TA muscles were isolated from P13 or P19 mice and fixed in freshly prepared 2% paraformaldehyde in phosphate buffered saline (PBS) for 4h on ice. Samples were then transferred to a blocking and permeabilizing solution of 5% normal goat serum and 0.5% Triton X-100 in PBS for 1h before they were pressed between two glass slides using a binder clip for 15 min, after which the samples were returned to the blocking and permeabilizing solution. The samples were then incubated overnight at 4°C with 1:1000 dilutions of SV2 and 2H3 primary antibodies (Developmental Studies Hybridoma Bank, Iowa City, IA, USA), which target synaptic vesicle protein 2 and neurofilament, respectively. After at least three 1-h washes in PBS with 0.5% Triton X-100, the samples were transferred to blocking and permeabilizing solution with Alexa Fluor 488 goat anti-mouse IgG1 (y1) (Invitrogen, Carlsbad, CA, USA) and α-bungarotoxin conjugated with Alexa Fluor 594. After incubation overnight at 4°C, samples were washed three times for 1h and mounted with Vectashield mounting media (Vector Labs, Burlingame, CA, USA) and imaged using an LSM 710 laser scanning microscope (Carl Zeiss, Oberkochen, Germany). NMJ size measurements were determined using the Volocity software (Improvision, Perkin Elmer, Waltham, MA, USA). The objects were found using standard deviation of intensity with a lower limit of two. The objects were then sorted to exclude those with a volume below 300 µm3 and those touching the edge of the image before they were measured. This staining protocol was adapted from reference (17).

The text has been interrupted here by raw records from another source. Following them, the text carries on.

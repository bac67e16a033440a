use crate::error::{CronError, Result};

/// A parsed cron field: either "matches anything" or an explicit set of
/// in-range values. Kept as a `Vec<u32>` rather than a bitset — fields are
/// tiny (at most 60 entries) so there's no point being clever.
#[derive(Debug, Clone)]
pub(crate) enum FieldSet {
    Any,
    Values(Vec<u32>),
}

impl FieldSet {
    pub(crate) fn matches(&self, value: u32) -> bool {
        match self {
            FieldSet::Any => true,
            FieldSet::Values(values) => values.contains(&value),
        }
    }
}

/// Parses one of the five whitespace-separated fields of a cron expression.
///
/// Supported forms: `*`, `a`, `a-b`, `a,b,c` (each item itself a value or a
/// range), `*/n`, and `a-b/n`. `min`/`max` bound the field's legal range
/// (inclusive) and are used both to validate values and to expand `*`.
pub(crate) fn parse_field(expr: &str, field: &str, min: u32, max: u32) -> Result<FieldSet> {
    let bad = |reason: String| CronError::BadExpression {
        expr: field.to_string(),
        reason,
    };

    let mut values = Vec::new();
    for item in expr.split(',') {
        let item = item.trim();
        if item.is_empty() {
            return Err(bad(format!("empty item in {item:?}")));
        }

        let (range_part, step) = match item.split_once('/') {
            Some((range_part, step_str)) => {
                let step: u32 = step_str
                    .parse()
                    .map_err(|_| bad(format!("bad step {step_str:?}")))?;
                if step == 0 {
                    return Err(bad("step cannot be zero".to_string()));
                }
                (range_part, step)
            }
            None => (item, 1),
        };

        let (lo, hi) = if range_part == "*" {
            (min, max)
        } else if let Some((lo_str, hi_str)) = range_part.split_once('-') {
            let lo: u32 = lo_str
                .parse()
                .map_err(|_| bad(format!("bad range start {lo_str:?}")))?;
            let hi: u32 = hi_str
                .parse()
                .map_err(|_| bad(format!("bad range end {hi_str:?}")))?;
            if lo > hi {
                return Err(bad(format!("range {lo}-{hi} is backwards")));
            }
            (lo, hi)
        } else {
            let v: u32 = range_part
                .parse()
                .map_err(|_| bad(format!("bad value {range_part:?}")))?;
            (v, v)
        };

        if lo < min || hi > max {
            return Err(bad(format!(
                "value out of range {min}-{max}: {lo}-{hi}"
            )));
        }

        let mut v = lo;
        while v <= hi {
            values.push(v);
            v += step;
        }
    }

    if expr.trim() == "*" {
        return Ok(FieldSet::Any);
    }

    values.sort_unstable();
    values.dedup();
    Ok(FieldSet::Values(values))
}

Survival and biochemical data were analyzed using the GraphPad Prism software package (version 3; GraphPad Software) and compared statistically with the log-rank test (Kaplan–Meier survival curves), the two-tailed Student's t test or one-way analysis of variance followed by the Newman–Keuls multiple comparison post hoc test. Pathological data were analyzed using STATA version 9 software. To compare differences among the three groups, a nonparametric equality of medians test was performed, because the data were not normally distributed. If this was statistically significant, then a pairwise comparison between the two treatment groups was performed using a Mann–Whitney U test. P ≤ 0.05 was considered significant.
This work was supported by intramural funds from the National Institute of Neurological Disorders and Stroke (NINDS) at the NIH and a NINDS Competitive Fellowship (to B.G.B.).
We thank Vania Cao for her technical assistance in performing animal perfusions and Craig Blackstone for the use of his LSM 710 laser scanning microscope. We would also like to thank Charlotte Sumner for critical reading of this manuscript.
Conflict of Interest statement. None declared.